Nothing but a full, exact copy of the data is needed.

_Records_
::::

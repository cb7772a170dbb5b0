use super::ConfigError;
use crate::eligibility::CompanyRule;
use crate::ingest::DEFAULT_PASS_THRESHOLD;
use crate::planner::{SurvivalRules, DEFAULT_GRADE_SCALE_MAX, DEFAULT_PROGRAM_LENGTH};
use crate::subjects::{
    FacultyScope, SubjectAggregate, SubjectCode, SubjectScope, DEFAULT_CRITICAL_THRESHOLD,
};
use crate::transcript::{GradingTable, InMemoryTranscriptStore, SemesterRecord, SubjectMarks};
use serde::{Deserialize, Serialize};
use std::collections::BTreeMap;
use std::path::Path;

/// Thresholds injected into the engine components.
#[derive(Debug, Clone, PartialEq, Serialize, Deserialize)]
#[serde(default)]
pub struct EngineConfig {
    pub pass_threshold: f64,
    pub critical_threshold: f64,
    pub program_length: u8,
    pub grade_scale_max: f64,
    pub survival: SurvivalRules,
    pub grading_table: GradingTable,
}

impl Default for EngineConfig {
    fn default() -> Self {
        Self {
            pass_threshold: DEFAULT_PASS_THRESHOLD,
            critical_threshold: DEFAULT_CRITICAL_THRESHOLD,
            program_length: DEFAULT_PROGRAM_LENGTH,
            grade_scale_max: DEFAULT_GRADE_SCALE_MAX,
            survival: SurvivalRules::default(),
            grading_table: GradingTable::default(),
        }
    }
}

/// Reference data supplied by the host: recruiter rules, transcript history,
/// seed subject aggregates and faculty subject scopes.
#[derive(Debug, Clone, Default, Serialize, Deserialize)]
#[serde(default)]
pub struct Fixtures {
    pub engine: EngineConfig,
    pub companies: Vec<CompanyRule>,
    pub transcript: BTreeMap<u8, SemesterRecord>,
    pub subjects: Vec<SubjectAggregate>,
    pub faculty: Vec<FacultyScope>,
}

impl Fixtures {
    pub fn from_path<P: AsRef<Path>>(path: P) -> Result<Self, ConfigError> {
        let path = path.as_ref();
        let raw = std::fs::read_to_string(path).map_err(|source| ConfigError::FixtureIo {
            path: path.to_path_buf(),
            source,
        })?;
        serde_json::from_str(&raw).map_err(|source| ConfigError::FixtureFormat {
            path: path.to_path_buf(),
            source,
        })
    }

    pub fn transcript_store(&self) -> InMemoryTranscriptStore {
        InMemoryTranscriptStore::new(self.transcript.clone(), &self.engine.grading_table)
    }

    pub fn faculty(&self, id: &str) -> Option<&FacultyScope> {
        self.faculty.iter().find(|member| member.id == id)
    }

    /// Data set mirroring the dashboard's demo semester.
    pub fn demo() -> Self {
        Self {
            engine: EngineConfig::default(),
            companies: demo_companies(),
            transcript: demo_transcript(),
            subjects: demo_subjects(),
            faculty: demo_faculty(),
        }
    }
}

fn demo_companies() -> Vec<CompanyRule> {
    [
        ("TCS Ninja", 6.0, 1, "3.5 LPA"),
        ("Accenture", 6.5, 0, "4.5 LPA"),
        ("Amazon", 7.5, 0, "24 LPA"),
        ("Goldman Sachs", 8.0, 0, "32 LPA"),
        ("Google", 9.0, 0, "40 LPA"),
    ]
    .into_iter()
    .map(|(name, min_cgpa, max_backlogs, package)| CompanyRule {
        name: name.to_string(),
        min_cgpa,
        max_backlogs,
        package_value: package.to_string(),
    })
    .collect()
}

fn marks(
    name: &str,
    code: &str,
    internal: f64,
    external: f64,
    credits: u8,
    grade: &str,
) -> SubjectMarks {
    SubjectMarks {
        name: name.to_string(),
        code: code.to_string(),
        internal,
        external,
        total: internal + external,
        credits,
        grade: grade.to_string(),
    }
}

fn demo_transcript() -> BTreeMap<u8, SemesterRecord> {
    let mut semesters = BTreeMap::new();
    semesters.insert(
        1,
        SemesterRecord {
            sgpa: 7.2,
            credits: 20,
            subjects: vec![
                marks("Engineering Maths-I", "MAT101", 35.0, 45.0, 4, "A"),
                marks("Engineering Physics", "PHY102", 28.0, 32.0, 4, "B"),
                marks("Basic Electrical", "ELE103", 30.0, 40.0, 3, "B+"),
                marks("Engineering Mechanics", "CIV104", 25.0, 35.0, 3, "B"),
                marks("Comm. Skills", "HUM105", 38.0, 42.0, 2, "A"),
            ],
        },
    );
    semesters.insert(
        2,
        SemesterRecord {
            sgpa: 7.5,
            credits: 20,
            subjects: vec![
                marks("Engineering Maths-II", "MAT201", 32.0, 48.0, 4, "A"),
                marks("Engineering Chemistry", "CHE202", 30.0, 45.0, 4, "A"),
                marks("Basic Electronics", "ECE203", 28.0, 38.0, 3, "B+"),
                marks("C Programming", "CS204", 35.0, 40.0, 3, "A"),
                marks("Env. Studies", "EVS205", 38.0, 42.0, 2, "A"),
            ],
        },
    );
    semesters.insert(
        3,
        SemesterRecord {
            sgpa: 6.8,
            credits: 24,
            subjects: vec![
                marks("Engineering Maths-III", "MAT301", 12.0, 15.0, 4, "F"),
                marks("Data Structures", "CS302", 32.0, 40.0, 4, "B+"),
                marks("Digital Logic", "CS303", 35.0, 45.0, 3, "A"),
                marks("COA", "CS304", 25.0, 35.0, 3, "B"),
                marks("Discrete Maths", "CS305", 28.0, 32.0, 3, "B"),
            ],
        },
    );
    for (index, sgpa, subject) in [
        (4, 7.8, marks("Algorithms", "CS401", 35.0, 45.0, 4, "A")),
        (5, 8.2, marks("DBMS", "CS501", 38.0, 48.0, 4, "A+")),
        (6, 8.5, marks("Operating Systems", "CS601", 36.0, 50.0, 4, "A+")),
    ] {
        semesters.insert(
            index,
            SemesterRecord {
                sgpa,
                credits: 24,
                subjects: vec![subject],
            },
        );
    }
    semesters
}

fn demo_subjects() -> Vec<SubjectAggregate> {
    [
        ("Data Structures", "CS301", 45, 5, 72),
        ("Maths-III", "MA301", 28, 22, 45),
        ("Digital Logic", "CS302", 40, 10, 65),
        ("COA", "CS303", 48, 2, 80),
        ("Discrete Str", "CS304", 35, 15, 55),
    ]
    .into_iter()
    .map(|(name, code, pass_count, fail_count, average_score)| SubjectAggregate {
        name: name.to_string(),
        code: SubjectCode(code.to_string()),
        pass_count,
        fail_count,
        average_score,
    })
    .collect()
}

fn demo_faculty() -> Vec<FacultyScope> {
    let member = |id: &str, name: &str, scope: SubjectScope| FacultyScope {
        id: id.to_string(),
        name: name.to_string(),
        branch: "CSE".to_string(),
        scope,
    };

    vec![
        member("hod", "Dr. Sharma (HOD)", SubjectScope::All),
        member(
            "math_faculty",
            "Prof. Rakesh (Maths)",
            SubjectScope::only(["Maths-III"]),
        ),
        member(
            "ds_faculty",
            "Prof. Anjali (CS)",
            SubjectScope::only(["Data Structures"]),
        ),
        member("coa_faculty", "Prof. Vikram (COA)", SubjectScope::only(["COA"])),
    ]
}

::::

_Response area_
repository cb7772a170dbb5b0
use super::ConfigError;
use crate::eligibility::CompanyRule;
use crate::ingest::DEFAULT_PASS_THRESHOLD;
use crate::planner::{SurvivalRules, DEFAULT_GRADE_SCALE_MAX, DEFAULT_PROGRAM_LENGTH};
use crate::subjects::{
    FacultyScope, SubjectAggregate, SubjectCode, SubjectScope, DEFAULT_CRITICAL_THRESHOLD,
};
use crate::transcript::{GradingTable, InMemoryTranscriptStore, SemesterRecord, SubjectMarks};
use serde::{Deserialize, Serialize};
use std::collections::BTreeMap;
use std::path::Path;

/// Thresholds injected into the engine components.
#[derive(Debug, Clone, PartialEq, Serialize, Deserialize)]
#[serde(default)]
pub struct EngineConfig {
    pub pass_threshold: f64,
    pub critical_threshold: f64,
    pub program_length: u8,
    pub grade_scale_max: f64,
    pub survival: SurvivalRules,
    pub grading_table: GradingTable,
}

impl Default for EngineConfig {
    fn default() -> Self {
        Self {
            pass_threshold: DEFAULT_PASS_THRESHOLD,
            critical_threshold: DEFAULT_CRITICAL_THRESHOLD,
            program_length: DEFAULT_PROGRAM_LENGTH,
            grade_scale_max: DEFAULT_GRADE_SCALE_MAX,
            survival: SurvivalRules::default(),
            grading_table: GradingTable::default(),
        }
    }
}

/// Reference data supplied by the host: recruiter rules, transcript history,
/// seed subject aggregates and faculty subject scopes.
#[derive(Debug, Clone, Default, Serialize, Deserialize)]
#[serde(default)]
pub struct Fixtures {
    pub engine: EngineConfig,
    pub companies: Vec<CompanyRule>,
    pub transcript: BTreeMap<u8, SemesterRecord>,
    pub subjects: Vec<SubjectAggregate>,
    pub faculty: Vec<FacultyScope>,
}

impl Fixtures {
    pub fn from_path<P: AsRef<Path>>(path: P) -> Result<Self, ConfigError> {
        let path = path.as_ref();
        let raw = std::fs::read_to_string(path).map_err(|source| ConfigError::FixtureIo {
            path: path.to_path_buf(),
            source,
        })?;
        serde_json::from_str(&raw).map_err(|source| ConfigError::FixtureFormat {
            path: path.to_path_buf(),
            source,
        })
    }

    pub fn transcript_store(&self) -> InMemoryTranscriptStore {
        InMemoryTranscriptStore::new(self.transcript.clone(), &self.engine.grading_table)
    }

    pub fn faculty(&self, id: &str) -> Option<&FacultyScope> {
        self.faculty.iter().find(|member| member.id == id)
    }

    /// Data set mirroring the dashboard's demo semester.
    pub fn demo() -> Self {
        Self {
            engine: EngineConfig::default(),
            companies: demo_companies(),
            transcript: demo_transcript(),
            subjects: demo_subjects(),
            faculty: demo_faculty(),
        }
    }
}

fn demo_companies() -> Vec<CompanyRule> {
    [
        ("TCS Ninja", 6.0, 1, "3.5 LPA"),
        ("Accenture", 6.5, 0, "4.5 LPA"),
        ("Amazon", 7.5, 0, "24 LPA"),
        ("Goldman Sachs", 8.0, 0, "32 LPA"),
        ("Google", 9.0, 0, "40 LPA"),
    ]
    .into_iter()
    .map(|(name, min_cgpa, max_backlogs, package)| CompanyRule {
        name: name.to_string(),
        min_cgpa,
        max_backlogs,
        package_value: package.to_string(),
    })
    .collect()
}

fn marks(
    name: &str,
    code: &str,
    internal: f64,
    external: f64,
    credits: u8,
    grade: &str,
) -> SubjectMarks {
    SubjectMarks {
        name: name.to_string(),
        code: code.to_string(),
        internal,
        external,
        total: internal + external,
        credits,
        grade: grade.to_string(),
    }
}

fn demo_transcript() -> BTreeMap<u8, SemesterRecord> {
    let mut semesters = BTreeMap::new();
    semesters.insert(
        1,
        SemesterRecord {
            sgpa: 7.2,
            credits: 20,
            subjects: vec![
                marks("Engineering Maths-I", "MAT101", 35.0, 45.0, 4, "A"),
                marks("Engineering Physics", "PHY102", 28.0, 32.0, 4, "B"),
                marks("Basic Electrical", "ELE103", 30.0, 40.0, 3, "B+"),
                marks("Engineering Mechanics", "CIV104", 25.0, 35.0, 3, "B"),
                marks("Comm. Skills", "HUM105", 38.0, 42.0, 2, "A"),
            ],
        },
    );
    semesters.insert(
        2,
        SemesterRecord {
            sgpa: 7.5,
            credits: 20,
            subjects: vec![
                marks("Engineering Maths-II", "MAT201", 32.0, 48.0, 4, "A"),
                marks("Engineering Chemistry", "CHE202", 30.0, 45.0, 4, "A"),
                marks("Basic Electronics", "ECE203", 28.0, 38.0, 3, "B+"),
                marks("C Programming", "CS204", 35.0, 40.0, 3, "A"),
                marks("Env. Studies", "EVS205", 38.0, 42.0, 2, "A"),
            ],
        },
    );
    semesters.insert(
        3,
        SemesterRecord {
            sgpa: 6.8,
            credits: 24,
            subjects: vec![
                marks("Engineering Maths-III", "MAT301", 12.0, 15.0, 4, "F"),
                marks("Data Structures", "CS302", 32.0, 40.0, 4, "B+"),
                marks("Digital Logic", "CS303", 35.0, 45.0, 3, "A"),
                marks("COA", "CS304", 25.0, 35.0, 3, "B"),
                marks("Discrete Maths", "CS305", 28.0, 32.0, 3, "B"),
            ],
        },
    );
    for (index, sgpa, subject) in [
        (4, 7.8, marks("Algorithms", "CS401", 35.0, 45.0, 4, "A")),
        (5, 8.2, marks("DBMS", "CS501", 38.0, 48.0, 4, "A+")),
        (6, 8.5, marks("Operating Systems", "CS601", 36.0, 50.0, 4, "A+")),
    ] {
        semesters.insert(
            index,
            SemesterRecord {
                sgpa,
                credits: 24,
                subjects: vec![subject],
            },
        );
    }
    semesters
}

fn demo_subjects() -> Vec<SubjectAggregate> {
    [
        ("Data Structures", "CS301", 45, 5, 72),
        ("Maths-III", "MA301", 28, 22, 45),
        ("Digital Logic", "CS302", 40, 10, 65),
        ("COA", "CS303", 48, 2, 80),
        ("Discrete Str", "CS304", 35, 15, 55),
    ]
    .into_iter()
    .map(|(name, code, pass_count, fail_count, average_score)| SubjectAggregate {
        name: name.to_string(),
        code: SubjectCode(code.to_string()),
        pass_count,
        fail_count,
        average_score,
    })
    .collect()
}

fn demo_faculty() -> Vec<FacultyScope> {
    let member = |id: &str, name: &str, scope: SubjectScope| FacultyScope {
        id: id.to_string(),
        name: name.to_string(),
        branch: "CSE".to_string(),
        scope,
    };

    vec![
        member("hod", "Dr. Sharma (HOD)", SubjectScope::All),
        member(
            "math_faculty",
            "Prof. Rakesh (Maths)",
            SubjectScope::only(["Maths-III"]),
        ),
        member(
            "ds_faculty",
            "Prof. Anjali (CS)",
            SubjectScope::only(["Data Structures"]),
        ),
        member("coa_faculty", "Prof. Vikram (COA)", SubjectScope::only(["COA"])),
    ]
}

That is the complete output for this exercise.